I've set up Karpenter on my EKS cluster, which mainly runs BestEffort pods (those without resource requests or limits). Initially, everything functioned well with Karpenter automatically provisioning and terminating nodes. However, I've started encountering scheduling issues.
Here's the situation: while Karpenter schedules the pods successfully, some end up stuck in the CreatingContainer state after some time. When I check the nodes, their CPU usage is alarmingly high (around 99%). I suspect this is due to CPU and memory pressure caused by over-scheduling since my BestEffort pods don't define any resource requests or limits. Therefore, Karpenter may be underestimating the resources required.

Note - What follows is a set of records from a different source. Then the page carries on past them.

//! The delivery type handed from the broker channel to the consumer.
//!
//! A [`Delivery`] is an immutable unit received from a [`Channel`](crate::Channel):
//! an opaque payload plus the channel-scoped delivery tag used for ack/reject.
//! The broker owns the message until it is acked or rejected; the consumer borrows
//! the delivery for the duration of one processing step and never retains it.

use std::fmt;

/// One message instance received from the broker channel.
///
/// The payload is opaque to the consume loop — serialization formats are a
/// concern of the processing logic, not of acknowledgement handling.
///
/// # Examples
///
/// ```
/// use conveyor_core::Delivery;
///
/// let delivery = Delivery::new(7, b"order placed".to_vec())
///     .with_routing("orders", "orders.placed")
///     .with_redelivered(false);
///
/// assert_eq!(delivery.delivery_tag, 7);
/// assert_eq!(delivery.routing_key, "orders.placed");
/// ```
#[derive(Clone, Debug)]
pub struct Delivery {
    /// Channel-scoped identifier used for ack/reject operations.
    pub delivery_tag: u64,

    /// The exchange this message was published to.
    pub exchange: String,

    /// The routing key the message was published with.
    pub routing_key: String,

    /// Whether the broker has delivered this message before.
    pub redelivered: bool,

    /// The opaque message body.
    pub payload: Vec<u8>,

    /// Optional broker headers, represented as JSON for transport neutrality.
    pub headers: Option<serde_json::Value>,
}

impl Delivery {
    /// Create a delivery with a tag and payload; routing metadata defaults to empty.
    #[must_use]
    pub const fn new(delivery_tag: u64, payload: Vec<u8>) -> Self {
        Self {
            delivery_tag,
            exchange: String::new(),
            routing_key: String::new(),
            redelivered: false,
            payload,
            headers: None,
        }
    }

    /// Set the exchange and routing key.
    #[must_use]
    pub fn with_routing(mut self, exchange: impl Into<String>, routing_key: impl Into<String>) -> Self {
        self.exchange = exchange.into();
        self.routing_key = routing_key.into();
        self
    }

    /// Mark whether the broker flagged this message as redelivered.
    #[must_use]
    pub const fn with_redelivered(mut self, redelivered: bool) -> Self {
        self.redelivered = redelivered;
        self
    }

    /// Attach broker headers.
    #[must_use]
    pub fn with_headers(mut self, headers: serde_json::Value) -> Self {
        self.headers = Some(headers);
        self
    }
}

impl fmt::Display for Delivery {
    fn fmt(&self, f: &mut fmt::Formatter<'_>) -> fmt::Result {
        write!(
            f,
            "Delivery {{ tag: {}, routing_key: {}, size: {} bytes }}",
            self.delivery_tag,
            self.routing_key,
            self.payload.len()
        )
    }
}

I've attempted a couple of solutions:
1. I set some minimal CPU/memory requests by converting BestEffort pods to Burstable, thinking this would help Karpenter make better provisioning choices, but it didn't solve the problem. Now, Karpenter is provisioning more nodes than the Cluster Autoscaler needed, resulting in higher costs without addressing the core issue.
2. I also deployed a DaemonSet that requests resources to create buffer capacity during CPU spikes, but even that didn't work. The pods still got stuck, and nodes remain under high CPU pressure.
I'm looking for suggestions on how to make Karpenter work more effectively with mainly BestEffort workloads. What can I do to avoid over-scheduling and manage CPU/memory pressure more efficiently?
1 Answer
Consider setting default resource request values using LimitRanges in your namespace. This way, even pods that don’t define resources will have basic requests for scheduling. I've dealt with Karpenter scheduling too many pods on a single node which leads to issues, and this approach helped improve the situation for us.
I can't really set limits either because the pods created by tasks are unique, and limiting them causes OOM errors. It's frustrating!